Data excerpts:
--- START ---
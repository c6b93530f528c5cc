//! Episode controller: reset, step, and the sticky finished flag.

use crate::actions::Action;
use crate::dispatch::{dispatch, Dispatch};
use crate::dynamics::{apply_global_dynamics, apply_hold};
use crate::metrics::StepMetrics;
use crate::observation::{encode, Observation};
use crate::reward::{Outcome, RewardTerms, Snapshot};
use crate::rng::Pcg32;
use crate::world::{generate_market, generate_world};
use crate::{EngineConfig, EpisodeStats, Ship, SimState};
use serde::{Deserialize, Serialize};
use tracing::debug;

/// Whether the ship ended the tick docked or out in the field.
#[derive(Debug, Clone, Copy, PartialEq, Eq, Serialize, Deserialize)]
#[serde(rename_all = "snake_case")]
pub enum NodeContext {
    Station,
    Field,
}

#[derive(Debug, Clone, PartialEq)]
pub struct StepResult {
    pub obs: Observation,
    pub reward: f32,
    pub terminated: bool,
    pub truncated: bool,
    pub invalid_action: bool,
    pub dt: u16,
    /// Code actually executed; out-of-range codes resolve to hold, `-1` after the episode ended.
    pub resolved_action: i16,
    pub metrics: StepMetrics,
    pub reward_terms: RewardTerms,
    pub time_remaining: f32,
    pub node_context: NodeContext,
}

impl StepResult {
    pub fn done(&self) -> bool {
        self.terminated || self.truncated
    }
}

/// One simulation instance.
#[derive(Debug, Clone)]
pub struct Engine {
    state: SimState,
    finished: bool,
    last_outcome: Outcome,
}

fn initial_state(config: EngineConfig, seed: u64) -> SimState {
    let mut rng = Pcg32::for_world(seed);
    let world = generate_world(&mut rng);
    let market = generate_market(&mut rng);
    let ship = Ship::default();
    let stats = EpisodeStats {
        fuel_start: ship.fuel,
        hull_start: ship.hull,
        tool_start: ship.tool,
        ..EpisodeStats::default()
    };
    SimState {
        config,
        seed,
        rng,
        world,
        market,
        ship,
        stats,
        ticks_elapsed: 0,
        time_remaining: config.time_max,
    }
}

impl Engine {
    pub fn new(config: EngineConfig, seed: u64) -> Self {
        let state = initial_state(config.sanitized(), seed);
        debug!(seed, nodes = state.world.node_count, "world generated");
        Self {
            state,
            finished: false,
            last_outcome: Outcome::default(),
        }
    }

    /// Regenerates everything from `seed`, keeping the configuration.
    pub fn reset(&mut self, seed: u64) -> Observation {
        self.state = initial_state(self.state.config, seed);
        self.finished = false;
        self.last_outcome = Outcome::default();
        debug!(seed, nodes = self.state.world.node_count, "world generated");
        encode(&self.state)
    }

    pub fn step(&mut self, code: u8) -> StepResult {
        if self.finished {
            return self.finished_response();
        }

        let before = Snapshot::capture(&self.state);
        let (action, coerced) = match Action::decode(code) {
            Some(action) => (action, false),
            None => (Action::Hold, true),
        };

        let Dispatch {
            mut dt,
            invalid,
            end_episode,
        } = dispatch(&mut self.state, action);
        let invalid = invalid || coerced;
        if invalid {
            dt = 1;
            apply_hold(&mut self.state);
        }

        apply_global_dynamics(&mut self.state, dt);
        self.state.ticks_elapsed += u32::from(dt);

        let destroyed = self.state.ship.hull <= 0.0;
        let stranded = self.state.ship.fuel <= 0.0 && !self.state.at_station();
        let terminated = end_episode || destroyed || stranded;
        let truncated = !terminated && self.state.time_remaining <= 0.0;
        let outcome = Outcome {
            destroyed,
            stranded,
            done: terminated || truncated,
        };

        let reward_terms =
            RewardTerms::compute(&self.state, &before, action.is_scan(), invalid, dt, outcome);
        let result = StepResult {
            obs: encode(&self.state),
            reward: reward_terms.total(),
            terminated,
            truncated,
            invalid_action: invalid,
            dt,
            resolved_action: i16::from(action.code()),
            metrics: StepMetrics::compute(&self.state, outcome),
            reward_terms,
            time_remaining: self.state.time_remaining,
            node_context: self.node_context(),
        };

        self.last_outcome = outcome;
        if outcome.done {
            self.finished = true;
            debug!(
                seed = self.state.seed,
                ticks = self.state.ticks_elapsed,
                destroyed,
                stranded,
                truncated,
                credits = self.state.ship.credits,
                "episode ended"
            );
        }
        result
    }

    /// Reply to a step on an ended episode; touches no state.
    fn finished_response(&self) -> StepResult {
        StepResult {
            obs: encode(&self.state),
            reward: 0.0,
            terminated: true,
            truncated: false,
            invalid_action: true,
            dt: 0,
            resolved_action: -1,
            metrics: StepMetrics::compute(&self.state, self.last_outcome),
            reward_terms: RewardTerms::default(),
            time_remaining: self.state.time_remaining,
            node_context: self.node_context(),
        }
    }

    fn node_context(&self) -> NodeContext {
        if self.state.at_station() {
            NodeContext::Station
        } else {
            NodeContext::Field
        }
    }

    pub fn observation(&self) -> Observation {
        encode(&self.state)
    }

    pub fn state(&self) -> &SimState {
        &self.state
    }

    /// Direct state access for scenario setup; bypasses every action rule.
    pub fn state_mut(&mut self) -> &mut SimState {
        &mut self.state
    }

    pub fn seed(&self) -> u64 {
        self.state.seed
    }

    pub fn config(&self) -> EngineConfig {
        self.state.config
    }

    pub fn is_finished(&self) -> bool {
        self.finished
    }
}
use super::*;
use rand::RngCore;

fn first_six(seed: u64) -> [u32; 6] {
    let mut rng = Pcg32::for_world(seed);
    let mut out = [0_u32; 6];
    for value in &mut out {
        *value = rng.next_u32();
    }
    out
}

#[test]
fn test_pcg32_golden_sequence_seed_42() {
    assert_eq!(
        first_six(42),
        [2_707_161_783, 2_068_313_097, 3_122_475_824, 2_211_639_955, 3_215_226_955, 3_421_331_566]
    );
}

#[test]
fn test_pcg32_golden_sequence_other_seeds() {
    assert_eq!(
        first_six(0),
        [1_203_932_051, 3_113_183_783, 2_101_201_694, 4_034_269_462, 2_630_041_435, 3_188_618_317]
    );
    assert_eq!(
        first_six(12345),
        [4_127_262_169, 3_468_701_408, 2_272_573_525, 4_086_873_097, 895_617_009, 3_161_984_052]
    );
}

#[test]
fn test_next_f32_is_scaled_raw_draw() {
    let mut rng = Pcg32::for_world(42);
    let value = rng.next_f32();
    let expected = (f64::from(2_707_161_783_u32) / 4_294_967_296.0) as f32;
    assert_eq!(value.to_bits(), expected.to_bits());
}

#[test]
fn test_normal_consumes_exactly_two_draws() {
    let mut a = Pcg32::for_world(7);
    let mut b = Pcg32::for_world(7);
    a.normal(0.0, 1.0);
    b.next_u32();
    b.next_u32();
    assert_eq!(a, b);
}

#[test]
fn test_empty_range_does_not_draw() {
    let mut a = Pcg32::for_world(9);
    let b = Pcg32::for_world(9);
    assert_eq!(a.range(5, 5), 5);
    assert_eq!(a, b);
}

#[test]
fn test_dirichlet_is_a_simplex() {
    let mut rng = Pcg32::for_world(3);
    for _ in 0..100 {
        let sample = rng.dirichlet();
        let sum: f32 = sample.iter().sum();
        assert!(sample.iter().all(|&p| p >= 0.0));
        assert!((sum - 1.0).abs() < 1e-5, "sum {sum}");
    }
}

#[test]
fn test_beta_stays_in_unit_interval() {
    let mut rng = Pcg32::for_world(11);
    for _ in 0..500 {
        let value = rng.beta_3_2();
        assert!((0.0..=1.0).contains(&value));
    }
}

#[test]
fn test_rng_core_next_u64_joins_low_then_high() {
    let mut words = Pcg32::for_world(42);
    let low = u64::from(words.next_u32());
    let high = u64::from(words.next_u32());
    let mut rng = Pcg32::for_world(42);
    assert_eq!(RngCore::next_u64(&mut rng), (high << 32) | low);
}

#[test]
fn test_seedable_rng_matches_constructor() {
    let mut seed = [0_u8; 16];
    seed[..8].copy_from_slice(&42_u64.to_le_bytes());
    seed[8..].copy_from_slice(&54_u64.to_le_bytes());
    assert_eq!(Pcg32::from_seed(seed), Pcg32::new(42, 54));
    assert_eq!(Pcg32::seed_from_u64(42), Pcg32::for_world(42));
}

#[test]
fn test_fill_bytes_uses_little_endian_words() {
    let mut rng = Pcg32::for_world(42);
    let mut buf = [0_u8; 6];
    rng.fill_bytes(&mut buf);
    assert_eq!(&buf[..4], &2_707_161_783_u32.to_le_bytes());
    assert_eq!(&buf[4..], &2_068_313_097_u32.to_le_bytes()[..2]);
}
use anyhow::{bail, Context, Result};
use prospector_control::Suite;
use serde::Deserialize;
use std::collections::HashMap;
use std::path::Path;

#[derive(Debug, Deserialize)]
pub struct Scenario {
    pub name: String,
    /// Batch steps per seed; each step advances every instance once.
    pub steps: u64,
    #[serde(default = "default_instances")]
    pub instances: usize,
    pub seeds: SeedSpec,
    #[serde(default = "default_policy")]
    pub policy: Suite,
    /// Step instances with rayon inside each seed, on top of the per-seed fan-out.
    #[serde(default)]
    pub parallel: bool,
    #[serde(default)]
    pub overrides: HashMap<String, serde_json::Value>,
}

fn default_instances() -> usize {
    1
}

fn default_policy() -> Suite {
    Suite::Random
}

#[derive(Debug, Deserialize)]
#[serde(untagged)]
pub enum SeedSpec {
    List(Vec<u64>),
    Range { range: [u64; 2] },
}

impl SeedSpec {
    pub fn expand(&self) -> Vec<u64> {
        match self {
            SeedSpec::List(seeds) => seeds.clone(),
            SeedSpec::Range { range } => (range[0]..=range[1]).collect(),
        }
    }
}

pub fn load_scenario(path: &Path) -> Result<Scenario> {
    let json = std::fs::read_to_string(path)
        .with_context(|| format!("reading scenario file: {}", path.display()))?;
    let scenario: Scenario = serde_json::from_str(&json)
        .with_context(|| format!("parsing scenario file: {}", path.display()))?;
    if scenario.name.is_empty() {
        bail!("scenario 'name' must not be empty");
    }
    if scenario.steps == 0 {
        bail!("scenario 'steps' must be > 0");
    }
    if scenario.instances == 0 {
        bail!("scenario 'instances' must be > 0");
    }
    if scenario.seeds.expand().is_empty() {
        bail!("scenario 'seeds' must produce at least one seed");
    }
    Ok(scenario)
}
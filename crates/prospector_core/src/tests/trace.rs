use super::*;

#[test]
fn test_record_size_matches_packed_layout() {
    assert_eq!(RECORD_SIZE, 1108);
}

#[test]
fn test_record_field_offsets() {
    let mut engine = test_engine(1);
    let result = engine.step(200);
    let record = TraceRecord::from_step(9, 200, &result);
    let bytes = record.encode();

    assert_eq!(&bytes[0..4], &9_u32.to_le_bytes());
    assert_eq!(bytes[4], 200);
    assert_eq!(&bytes[5..7], &1_u16.to_le_bytes());
    assert_eq!(&bytes[7..11], &result.reward.to_le_bytes());
    assert_eq!(&bytes[11..14], &[0, 0, 1]);
    assert_eq!(&bytes[14..16], &6_i16.to_le_bytes());
    assert_eq!(&bytes[16..20], &result.obs[0].to_le_bytes());
    let metrics_at = 16 + 260 * 4;
    assert_eq!(
        &bytes[metrics_at..metrics_at + 4],
        &result.metrics.credits.to_le_bytes()
    );
}

#[test]
fn test_decode_restores_record() {
    let records: Vec<TraceRecord> = random_rollout(4, 64)
        .iter()
        .enumerate()
        .map(|(t, result)| TraceRecord::from_step(u32::try_from(t).unwrap(), 0, result))
        .collect();
    let bytes: Vec<u8> = records.iter().flat_map(TraceRecord::encode).collect();
    assert_eq!(bytes.len(), records.len() * RECORD_SIZE);
    assert_eq!(decode_trace(&bytes).unwrap(), records);
}

#[test]
fn test_post_terminal_record_has_negative_action() {
    let mut engine = test_engine(1);
    engine.step(END_EPISODE);
    let record = TraceRecord::from_step(1, 6, &engine.step(HOLD));
    let decoded = TraceRecord::decode(&record.encode()).unwrap();
    assert_eq!(decoded.resolved_action, -1);
    assert_eq!(decoded.dt, 0);
    assert!(decoded.terminated && decoded.invalid_action);
}

#[test]
fn test_decode_errors() {
    let bytes = vec![0_u8; RECORD_SIZE + 3];
    assert_eq!(
        decode_trace(&bytes).unwrap_err(),
        TraceError::TrailingBytes {
            record_size: RECORD_SIZE,
            remainder: 3
        }
    );
    assert!(matches!(
        TraceRecord::decode(&bytes[..10]),
        Err(TraceError::Truncated {
            expected: RECORD_SIZE,
            actual: 10
        })
    ));
    assert!(decode_trace(&[]).unwrap().is_empty());
}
--- END ---
YOUR OBJECTIVE: The answer is each line from the entries above in which the word "iter" occurs.

YOUR SOLUTION:
        let sum: f32 = sample.iter().sum();
        assert!(sample.iter().all(|&p| p >= 0.0));
        .iter()
    let bytes: Vec<u8> = records.iter().flat_map(TraceRecord::encode).collect();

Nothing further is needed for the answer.